Spinning, she bolted for the front door. Sean followed hard on her heels.
“Where are you going?”
“To find Luke Callaghan.”
“No way! You’re not setting foot outside this safe house.”
“Safe?” Whirling, she leapt to the attack. “What’s safe about it? Frank knows where I am. He got through your command center’s elaborate electronic screens with one call. If he wanted to, he could probably order one of his goons to launch a shoulder-held missile from a mile away and put it through that window right now.”
The fact that they both knew she was right didn’t lessen Sean’s bulldog stance. “We’ve made it this far together, Dai—Haley. Don’t give up on me now.”
“I’m not giving up. I’ve just decided to play the game by Frank’s ground rules.” Icy resolve coated every word. “He wants two million dollars. As you pointed out, he’s not likely to hurt me or my child until I deliver it. And I do intend to deliver it. With Luke Callaghan.”
“Christ! Callaghan’s a good man. A war hero, no less. But he can’t see a red flag waved two inches in front of his face.”

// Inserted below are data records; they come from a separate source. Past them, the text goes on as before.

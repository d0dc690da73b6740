//! Core shared types for `arcade_car` (engine-agnostic).
// arcade_car/types.rs
use std::fmt;

use nalgebra::{Point3, Vector3};
use serde::{Deserialize, Serialize};

pub type Vec3 = Vector3<f32>;
pub type Pos3 = Point3<f32>;

/// World up. The whole core works Z-up, chassis forward is +X, left is +Y.
pub const WORLD_UP: Vec3 = Vector3::new(0.0, 0.0, 1.0);

/// Force scaling applied on top of `dt` when pushing forces into the integrator.
pub const FORCE_UNIT_SCALE: f32 = 100.0;

/// Steering axis values below this magnitude are treated as zero.
pub const STEER_DEADZONE: f32 = 0.1;

// ----- small vector helpers -----

/// Normalize or return zero for (near) zero-length input.
#[inline]
pub fn safe_normal(v: Vec3) -> Vec3 {
    v.try_normalize(1e-6).unwrap_or_else(Vec3::zeros)
}

/// Drop the world-vertical component.
#[inline]
pub fn horizontal(v: Vec3) -> Vec3 {
    Vec3::new(v.x, v.y, 0.0)
}

// ============================================
// Wheel identification
// ============================================

#[derive(Copy, Clone, Debug, Eq, PartialEq, Hash, Serialize, Deserialize)]
pub enum WheelId { FL, FR, BL, BR }

impl WheelId {
    pub const ALL: [WheelId; 4] = [WheelId::FL, WheelId::FR, WheelId::BL, WheelId::BR];

    pub fn as_str(&self) -> &'static str {
        match self {
            WheelId::FL => "FL",
            WheelId::FR => "FR",
            WheelId::BL => "BL",
            WheelId::BR => "BR",
        }
    }

    pub fn axle(&self) -> Axle {
        match self {
            WheelId::FL | WheelId::FR => Axle::Front,
            WheelId::BL | WheelId::BR => Axle::Back,
        }
    }

    pub fn is_front(&self) -> bool {
        matches!(self.axle(), Axle::Front)
    }
}

impl fmt::Display for WheelId {
    fn fmt(&self, f: &mut fmt::Formatter<'_>) -> fmt::Result {
        write!(f, "{}", self.as_str())
    }
}

#[derive(Copy, Clone, Debug, Eq, PartialEq, Hash, Serialize, Deserialize)]
#[serde(rename_all = "lowercase")]
pub enum Axle {
    Front,
    Back,
}

// ============================================
// ----- control input -----------------------
// ============================================

/// Driver intent as last reported by the input provider.
#[derive(Debug, Clone, Copy, PartialEq)]
pub struct ControlInput {
    pub steer: f32,          // -1..1, deadzone already applied
    pub throttle: f32,       // -1..1, positive accelerates, negative brakes
    pub drift_held: bool,    // handbrake / drift trigger
    pub enabled: bool,       // global input gate (drive + steering)
}

impl Default for ControlInput {
    fn default() -> Self {
        Self {
            steer: 0.0,
            throttle: 0.0,
            drift_held: false,
            enabled: true,
        }
    }
}

impl ControlInput {
    /// True when both axes are exactly zero (coasting).
    pub fn is_idle(&self) -> bool {
        self.steer == 0.0 && self.throttle == 0.0
    }

    pub fn set_steer(&mut self, value: f32) {
        let v = value.clamp(-1.0, 1.0);
        self.steer = if v.abs() < STEER_DEADZONE { 0.0 } else { v };
    }

    pub fn set_throttle(&mut self, value: f32) {
        self.throttle = value.clamp(-1.0, 1.0);
    }

    pub fn set_brake(&mut self, value: f32) {
        self.throttle = -value.clamp(-1.0, 1.0);
    }
}

/// Discrete events delivered by the control input provider.
#[derive(Debug, Clone, Copy, PartialEq)]
pub enum InputEvent {
    Steer(f32),
    Throttle(f32),
    Brake(f32),
    DriftPressed,
    DriftReleased,
    Reset,
    SetInputEnabled(bool),
}

// ============================================
// ----- world queries -----
// ============================================

/// Result of a single ray probe against world geometry.
#[derive(Debug, Clone, Copy, PartialEq)]
pub struct RayHit {
    pub distance: f32,
    pub point: Pos3,
    pub normal: Vec3,
}

#[cfg(test)]
mod tests {
    use super::*;

    #[test]
    fn steering_deadzone_zeroes_small_values() {
        let mut input = ControlInput::default();
        input.set_steer(0.05);
        assert_eq!(input.steer, 0.0);
        input.set_steer(-0.09);
        assert_eq!(input.steer, 0.0);
        input.set_steer(0.5);
        assert_eq!(input.steer, 0.5);
    }

    #[test]
    fn brake_is_negative_throttle_without_deadzone() {
        let mut input = ControlInput::default();
        input.set_brake(0.05);
        assert_eq!(input.throttle, -0.05);
        assert!(!input.is_idle());
    }

    #[test]
    fn safe_normal_of_zero_is_zero() {
        assert_eq!(safe_normal(Vec3::zeros()), Vec3::zeros());
        let n = safe_normal(Vec3::new(3.0, 0.0, 4.0));
        assert!((n.norm() - 1.0).abs() < 1e-6);
    }

    #[test]
    fn wheel_axles() {
        assert!(WheelId::FL.is_front());
        assert!(WheelId::FR.is_front());
        assert_eq!(WheelId::BL.axle(), Axle::Back);
        assert_eq!(WheelId::BR.to_string(), "BR");
    }
}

A new ache pierced Haley’s heart, adding another layer to the hurt and guilt and fear she’d carried for so long. Seeing the pain on her face, Sean backpedaled gruffly.

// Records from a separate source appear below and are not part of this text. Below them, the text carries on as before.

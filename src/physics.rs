// src/physics.rs

use nalgebra::{Unit, UnitQuaternion};
use rapier3d::prelude::*;
use tracing::{info, warn};

use crate::arcade_car::ports::{ChassisBody, RayCaster};
use crate::arcade_car::types::{Pos3, RayHit, Vec3};

const GROUP_GROUND: Group = Group::from_bits_truncate(0b0001);
const GROUP_CHASSIS: Group = Group::from_bits_truncate(0b0010);

/// World units are centimetres.
pub const LENGTH_UNIT: Real = 100.0;
pub const GRAVITY_Z: Real = -981.0;

/// Anything further than this from the origin (or non-finite) gets respawned.
const SAFETY_BOUND: Real = 100_000.0;

#[derive(Debug, Clone, Copy)]
pub struct ChassisSpec {
    pub half_extents: [f32; 3], // cm
    pub mass: f32,              // kg
    pub spawn: [f32; 3],
    pub angular_damping: f32,
}

pub const DEFAULT_CHASSIS: ChassisSpec = ChassisSpec {
    half_extents: [200.0, 100.0, 40.0],
    mass: 1000.0,
    spawn: [0.0, 0.0, 150.0],
    angular_damping: 0.5,
};

pub struct PhysicsWorld {
    pub gravity: Vector<Real>, // gravity vector
    pub pipeline: PhysicsPipeline, // physics pipeline
    pub island_manager: IslandManager, // manages islands of bodies
    pub broad_phase: DefaultBroadPhase, // broad-phase collision detection
    pub narrow_phase: NarrowPhase, // collision detection
    pub bodies: RigidBodySet, // for rigid bodies
    pub colliders: ColliderSet, // for collision shapes
    pub joints: ImpulseJointSet, // for constraints
    pub multibody_joints: MultibodyJointSet, // for articulated bodies
    pub ccd: CCDSolver, // continuous collision detection
    pub query_pipeline: QueryPipeline, // for raycasting
    pub chassis: RigidBodyHandle,
    chassis_spec: ChassisSpec,
}

impl PhysicsWorld {
    pub fn new(with_ramp: bool) -> Self {
        Self::with_chassis(DEFAULT_CHASSIS, with_ramp)
    }

    pub fn with_chassis(spec: ChassisSpec, with_ramp: bool) -> Self {
        let mut bodies = RigidBodySet::new();
        let mut colliders = ColliderSet::new();

        // === 1. Big static ground slab, top surface at z = 0 ===
        let ground_rb = RigidBodyBuilder::fixed()
            .translation(vector![0.0, 0.0, -10.0])
            .build();
        let ground_handle = bodies.insert(ground_rb);
        let ground_collider = ColliderBuilder::cuboid(50_000.0, 50_000.0, 10.0)
            .collision_groups(InteractionGroups::new(GROUP_GROUND, GROUP_CHASSIS))
            .friction(1.2)
            .restitution(0.0)
            .build();
        colliders.insert_with_parent(ground_collider, ground_handle, &mut bodies);

        // === 2. Optional launch ramp ahead of the spawn point ===
        if with_ramp {
            let ramp_rb = RigidBodyBuilder::fixed()
                .translation(vector![3000.0, 0.0, 60.0])
                .rotation(vector![0.0, -(15.0_f32).to_radians(), 0.0])
                .build();
            let ramp_handle = bodies.insert(ramp_rb);
            let ramp = ColliderBuilder::cuboid(600.0, 400.0, 20.0)
                .collision_groups(InteractionGroups::new(GROUP_GROUND, GROUP_CHASSIS))
                .friction(1.0)
                .build();
            colliders.insert_with_parent(ramp, ramp_handle, &mut bodies);
        }

        // === 3. The car chassis ===
        let [sx, sy, sz] = spec.spawn;
        let chassis_rb = RigidBodyBuilder::dynamic()
            .translation(vector![sx, sy, sz])
            .angular_damping(spec.angular_damping)
            .ccd_enabled(true)
            .build();
        let chassis = bodies.insert(chassis_rb);
        let [hx, hy, hz] = spec.half_extents;
        let chassis_collider = ColliderBuilder::cuboid(hx, hy, hz)
            .collision_groups(InteractionGroups::new(GROUP_CHASSIS, GROUP_GROUND))
            .mass(spec.mass)
            .friction(0.0)
            .restitution(0.0)
            .build();
        colliders.insert_with_parent(chassis_collider, chassis, &mut bodies);

        let mut query_pipeline = QueryPipeline::new();
        query_pipeline.update(&colliders);

        info!(
            bodies = bodies.len(),
            colliders = colliders.len(),
            with_ramp,
            "physics world ready"
        );

        Self {
            gravity: vector![0.0, 0.0, GRAVITY_Z],
            pipeline: PhysicsPipeline::new(),
            island_manager: IslandManager::new(),
            broad_phase: DefaultBroadPhase::new(),
            narrow_phase: NarrowPhase::new(),
            bodies,
            colliders,
            joints: ImpulseJointSet::new(),
            multibody_joints: MultibodyJointSet::new(),
            ccd: CCDSolver::new(),
            query_pipeline,
            chassis,
            chassis_spec: spec,
        }
    }

    /// Chassis user forces persist across rapier steps; clear them before the car adds new ones.
    pub fn begin_tick(&mut self) {
        if let Some(body) = self.bodies.get_mut(self.chassis) {
            body.reset_forces(false);
        }
    }

    /// Borrow the chassis as a car port for one tick.
    pub fn car(&mut self) -> RapierCar<'_> {
        RapierCar { world: self }
    }

    pub fn step(&mut self, dt: Real) {
        self.pipeline.step(
            &self.gravity,
            &IntegrationParameters {
                dt,
                length_unit: LENGTH_UNIT,
                ..IntegrationParameters::default()
            },
            &mut self.island_manager,
            &mut self.broad_phase,
            &mut self.narrow_phase,
            &mut self.bodies,
            &mut self.colliders,
            &mut self.joints,
            &mut self.multibody_joints,
            &mut self.ccd,
            Some(&mut self.query_pipeline),
            &(),
            &(),
        );

        // Safety: prevent the chassis from exploding to insane coordinates
        let spawn = self.chassis_spec.spawn;
        if let Some(body) = self.bodies.get_mut(self.chassis) {
            let pos = *body.translation();
            let bad = !pos.iter().all(|c| c.is_finite())
                || pos.iter().any(|c| c.abs() > SAFETY_BOUND)
                || !body.rotation().coords.iter().all(|c| c.is_finite());

            if bad {
                body.set_translation(vector![spawn[0], spawn[1], spawn[2]], true);
                body.set_rotation(Rotation::identity(), true);
                body.set_linvel(vector![0.0, 0.0, 0.0], true);
                body.set_angvel(vector![0.0, 0.0, 0.0], true);
                warn!(?pos, "chassis left the world, respawned");
            }
        }
    }

    pub fn chassis_position(&self) -> Pos3 {
        self.bodies
            .get(self.chassis)
            .map(|b| Point::from(*b.translation()))
            .unwrap_or_else(Point::origin)
    }

    pub fn chassis_rotation(&self) -> Rotation<Real> {
        self.bodies
            .get(self.chassis)
            .map(|b| *b.rotation())
            .unwrap_or_else(Rotation::identity)
    }
}

/// `ChassisBody` + `RayCaster` over the rapier world, for the single hosted car.
pub struct RapierCar<'a> {
    world: &'a mut PhysicsWorld,
}

impl RapierCar<'_> {
    fn body(&self) -> Option<&RigidBody> {
        self.world.bodies.get(self.world.chassis)
    }

    fn body_mut(&mut self) -> Option<&mut RigidBody> {
        self.world.bodies.get_mut(self.world.chassis)
    }
}

impl ChassisBody for RapierCar<'_> {
    fn apply_force_at_point(&mut self, force: Vec3, point: Pos3) {
        if let Some(body) = self.body_mut() {
            body.add_force_at_point(force, point, true);
        }
    }

    fn linear_velocity(&self) -> Vec3 {
        self.body().map(|b| *b.linvel()).unwrap_or_else(Vec3::zeros)
    }

    fn linear_velocity_at_point(&self, point: Pos3) -> Vec3 {
        self.body()
            .map(|b| b.velocity_at_point(&point))
            .unwrap_or_else(Vec3::zeros)
    }

    fn set_linear_velocity(&mut self, velocity: Vec3) {
        if let Some(body) = self.body_mut() {
            body.set_linvel(velocity, true);
        }
    }

    fn set_angular_velocity(&mut self, velocity: Vec3) {
        if let Some(body) = self.body_mut() {
            body.set_angvel(velocity, true);
        }
    }

    fn orientation(&self) -> UnitQuaternion<f32> {
        self.body().map(|b| *b.rotation()).unwrap_or_else(UnitQuaternion::identity)
    }

    fn set_orientation(&mut self, rotation: UnitQuaternion<f32>) {
        if let Some(body) = self.body_mut() {
            body.set_rotation(rotation, true);
        }
    }

    fn position(&self) -> Pos3 {
        self.world.chassis_position()
    }

    fn add_local_offset(&mut self, offset: Vec3) {
        if let Some(body) = self.body_mut() {
            let moved = body.translation() + body.rotation() * offset;
            body.set_translation(moved, true);
        }
    }
}

impl RayCaster for RapierCar<'_> {
    fn probe(
        &self,
        origin: Pos3,
        direction: Unit<Vec3>,
        max_distance: f32,
        ignore_self: bool,
    ) -> Option<RayHit> {
        let ray = Ray::new(origin, direction.into_inner());
        let mut filter = QueryFilter::default();
        if ignore_self {
            filter = filter.exclude_rigid_body(self.world.chassis);
        }

        let (_collider, hit) = self.world.query_pipeline.cast_ray_and_get_normal(
            &self.world.bodies,
            &self.world.colliders,
            &ray,
            max_distance,
            true,
            filter,
        )?;

        Some(RayHit {
            distance: hit.time_of_impact,
            point: ray.point_at(hit.time_of_impact),
            normal: hit.normal,
        })
    }
}

#[cfg(test)]
mod tests {
    use super::*;

    #[test]
    fn probe_hits_ground_and_skips_chassis() {
        let mut world = PhysicsWorld::new(false);
        let car = world.car();
        let hit = car
            .probe(Point::new(0.0, 0.0, 150.0), -Vec3::z_axis(), 1000.0, true)
            .unwrap();
        assert!((hit.distance - 150.0).abs() < 1e-2);
        assert!(hit.normal.z > 0.99);
    }

    #[test]
    fn probe_misses_beyond_range() {
        let mut world = PhysicsWorld::new(false);
        let car = world.car();
        assert!(car.probe(Point::new(0.0, 0.0, 150.0), -Vec3::z_axis(), 100.0, true).is_none());
    }

    #[test]
    fn local_offset_follows_rotation() {
        let mut world = PhysicsWorld::new(false);
        let mut car = world.car();
        car.set_orientation(UnitQuaternion::from_euler_angles(std::f32::consts::FRAC_PI_2, 0.0, 0.0));
        car.add_local_offset(vector![0.0, 0.0, 200.0]);
        let p = car.position();
        // rolled 90 degrees: local up points along world -Y
        assert!((p.y + 200.0).abs() < 1e-2);
        assert!((p.z - 150.0).abs() < 1e-2);
    }

    #[test]
    fn runaway_chassis_is_respawned() {
        let mut world = PhysicsWorld::new(false);
        if let Some(b) = world.bodies.get_mut(world.chassis) {
            b.set_translation(vector![0.0, 0.0, 1.0e7], true);
        }
        world.step(1.0 / 60.0);
        assert!((world.chassis_position().z - DEFAULT_CHASSIS.spawn[2]).abs() < 1e-3);
    }
}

“Look, I’ll admit Callaghan has moved mountains to help us find Lena. Once DNA tests indicated that he was her father, he let us tap his phones. He offered to provide the ransom, when and if it was demanded. He even volunteered the theory that he was the source the kidnappers intended to milk right from the start. With all his millions, it was certainly a distinct possibility.”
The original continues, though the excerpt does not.